**** Input ****

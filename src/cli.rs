//! Command line parsing

use std::path::PathBuf;

use jshl::config::OutputMode;
use jshl::{HighlightError, Result};

/// What the user asked for
#[derive(Debug, Clone, PartialEq, Eq)]
pub enum Command {
    Help,
    Version,
    Highlight(Options),
}

/// Options for a highlighting run; `None` means "use the config file"
#[derive(Debug, Clone, Default, PartialEq, Eq)]
pub struct Options {
    /// Input file; stdin when absent
    pub input: Option<PathBuf>,
    pub theme: Option<PathBuf>,
    pub output: Option<OutputMode>,
}

/// Parse arguments (without the program name)
pub fn parse_args<I>(args: I) -> Result<Command>
where
    I: IntoIterator<Item = String>,
{
    let mut options = Options::default();
    let mut args = args.into_iter();

    while let Some(arg) = args.next() {
        match arg.as_str() {
            "--help" | "-h" => return Ok(Command::Help),
            "--version" | "-V" => return Ok(Command::Version),
            "--html" => options.output = Some(OutputMode::Html),
            "--markup" => options.output = Some(OutputMode::Markup),
            "--ansi" => options.output = Some(OutputMode::Ansi),
            "--tokens" => options.output = Some(OutputMode::Tokens),
            "--theme" | "-t" => {
                let path = args
                    .next()
                    .ok_or_else(|| HighlightError::Usage(format!("{} needs a file", arg)))?;
                options.theme = Some(PathBuf::from(path));
            }
            "-" => options.input = None,
            flag if flag.starts_with('-') => {
                return Err(HighlightError::Usage(format!("unknown option: {}", flag)))
            }
            path => {
                if options.input.is_some() {
                    return Err(HighlightError::Usage(format!("unexpected argument: {}", path)));
                }
                options.input = Some(PathBuf::from(path));
            }
        }
    }

    Ok(Command::Highlight(options))
}
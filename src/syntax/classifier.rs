//! Word classification
//!
//! Resolves an identifier-shaped token into a keyword, boolean literal,
//! builtin name or plain identifier.

use std::collections::HashSet;

use regex::Regex;

use super::javascript::{BOOLEANS, BUILTIN_PATTERN, KEYWORDS};
use super::tokens::TokenKind;

/// Checks words against fixed tables, in priority order
pub struct Classifier {
    keywords: HashSet<String>,
    booleans: HashSet<String>,
    builtins: Option<Regex>,
}

impl Classifier {
    /// Create a classifier from explicit tables
    pub fn new(keywords: &[&str], booleans: &[&str], builtin_pattern: &str) -> Self {
        Self {
            keywords: keywords.iter().map(|s| s.to_string()).collect(),
            booleans: booleans.iter().map(|s| s.to_string()).collect(),
            builtins: Regex::new(builtin_pattern).ok(),
        }
    }

    /// Kind for a word; anything unrecognized is plain text
    pub fn classify(&self, word: &str) -> TokenKind {
        if self.keywords.contains(word) {
            TokenKind::Keyword
        } else if self.booleans.contains(word) {
            TokenKind::Boolean
        } else if self.builtins.as_ref().is_some_and(|re| re.is_match(word)) {
            TokenKind::Builtin
        } else {
            TokenKind::PlainText
        }
    }
}

impl Default for Classifier {
    fn default() -> Self {
        Self::new(KEYWORDS, BOOLEANS, BUILTIN_PATTERN)
    }
}
//! Matching rules for tokenization
//!
//! Each rule answers one question: does a token of its category start
//! exactly at this position, and if so where does it end? Rules are
//! tried in a fixed order and the first one that answers wins.

use regex::Regex;

use super::tokens::TokenKind;

/// Something that can recognize a token at a position
pub trait Matcher {
    /// Try to match at byte offset `pos` of `text`.
    ///
    /// Returns the exclusive end offset of the match. A match is never
    /// empty: the returned offset is always greater than `pos`.
    fn try_at(&self, text: &str, pos: usize) -> Option<usize>;
}

/// A regex rule anchored at the current position
pub struct PatternRule {
    /// Name for debugging
    pub name: String,
    /// Compiled pattern, anchored with `^`
    pub pattern: Regex,
}

impl PatternRule {
    /// Create a new pattern rule; `pattern` is anchored automatically
    pub fn new(name: &str, pattern: &str) -> Option<Self> {
        Regex::new(&format!("^(?:{})", pattern)).ok().map(|regex| Self {
            name: name.to_string(),
            pattern: regex,
        })
    }
}

impl Matcher for PatternRule {
    fn try_at(&self, text: &str, pos: usize) -> Option<usize> {
        if pos >= text.len() {
            return None;
        }
        self.pattern
            .find(&text[pos..])
            .filter(|m| !m.is_empty())
            .map(|m| pos + m.end())
    }
}

/// Line and block comments
///
/// An unterminated block comment runs to the end of the input.
pub struct CommentRule;

impl Matcher for CommentRule {
    fn try_at(&self, text: &str, pos: usize) -> Option<usize> {
        let rest = text.get(pos..)?;
        if rest.starts_with("//") {
            let len = rest
                .find(|c: char| matches!(c, '\n' | '\r' | '\u{2028}' | '\u{2029}'))
                .unwrap_or(rest.len());
            Some(pos + len)
        } else if let Some(body) = rest.strip_prefix("/*") {
            let end = body.find("*/").map_or(text.len(), |i| pos + 2 + i + 2);
            Some(end)
        } else {
            None
        }
    }
}

/// Quoted string literals, scanned character by character
///
/// A backslash escapes whatever follows it. The first unescaped copy of
/// the opening quote closes the string; without one the string runs to
/// the end of the input.
pub struct StringRule {
    /// Characters that may open (and then close) a string
    pub quotes: Vec<char>,
    /// Escape character (usually backslash)
    pub escape_char: char,
}

impl StringRule {
    pub fn new(quotes: &[char], escape_char: char) -> Self {
        Self {
            quotes: quotes.to_vec(),
            escape_char,
        }
    }
}

impl Matcher for StringRule {
    fn try_at(&self, text: &str, pos: usize) -> Option<usize> {
        let rest = text.get(pos..)?;
        let quote = rest.chars().next().filter(|c| self.quotes.contains(c))?;

        let mut escaped = false;
        for (i, ch) in rest.char_indices().skip(1) {
            if escaped {
                escaped = false;
            } else if ch == self.escape_char {
                escaped = true;
            } else if ch == quote {
                return Some(pos + i + ch.len_utf8());
            }
        }
        Some(text.len())
    }
}

/// One entry of a rule list, tagged with the category it produces
pub enum Rule {
    Comment(CommentRule),
    String(StringRule),
    /// Identifier-shaped runs; their kind is decided by the classifier
    Word(PatternRule),
    Number(PatternRule),
    Operator(PatternRule),
    Punctuation(PatternRule),
}

impl Rule {
    /// Kind assigned to a match, before any classification
    pub fn kind(&self) -> TokenKind {
        match self {
            Rule::Comment(_) => TokenKind::Comment,
            Rule::String(_) => TokenKind::String,
            Rule::Word(_) => TokenKind::PlainText,
            Rule::Number(_) => TokenKind::Number,
            Rule::Operator(_) => TokenKind::Operator,
            Rule::Punctuation(_) => TokenKind::Punctuation,
        }
    }

    /// Whether matches must be passed through the classifier
    pub fn is_word(&self) -> bool {
        matches!(self, Rule::Word(_))
    }

    pub fn name(&self) -> &str {
        match self {
            Rule::Comment(_) => "comment",
            Rule::String(_) => "string",
            Rule::Word(rule)
            | Rule::Number(rule)
            | Rule::Operator(rule)
            | Rule::Punctuation(rule) => rule.name.as_str(),
        }
    }
}

impl Matcher for Rule {
    fn try_at(&self, text: &str, pos: usize) -> Option<usize> {
        match self {
            Rule::Comment(rule) => rule.try_at(text, pos),
            Rule::String(rule) => rule.try_at(text, pos),
            Rule::Word(rule)
            | Rule::Number(rule)
            | Rule::Operator(rule)
            | Rule::Punctuation(rule) => rule.try_at(text, pos),
        }
    }
}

****

**About this exercise**
Only the number should be given: how many lines in the entries above contain the string "HashSet"?

**Answer to this problem**
3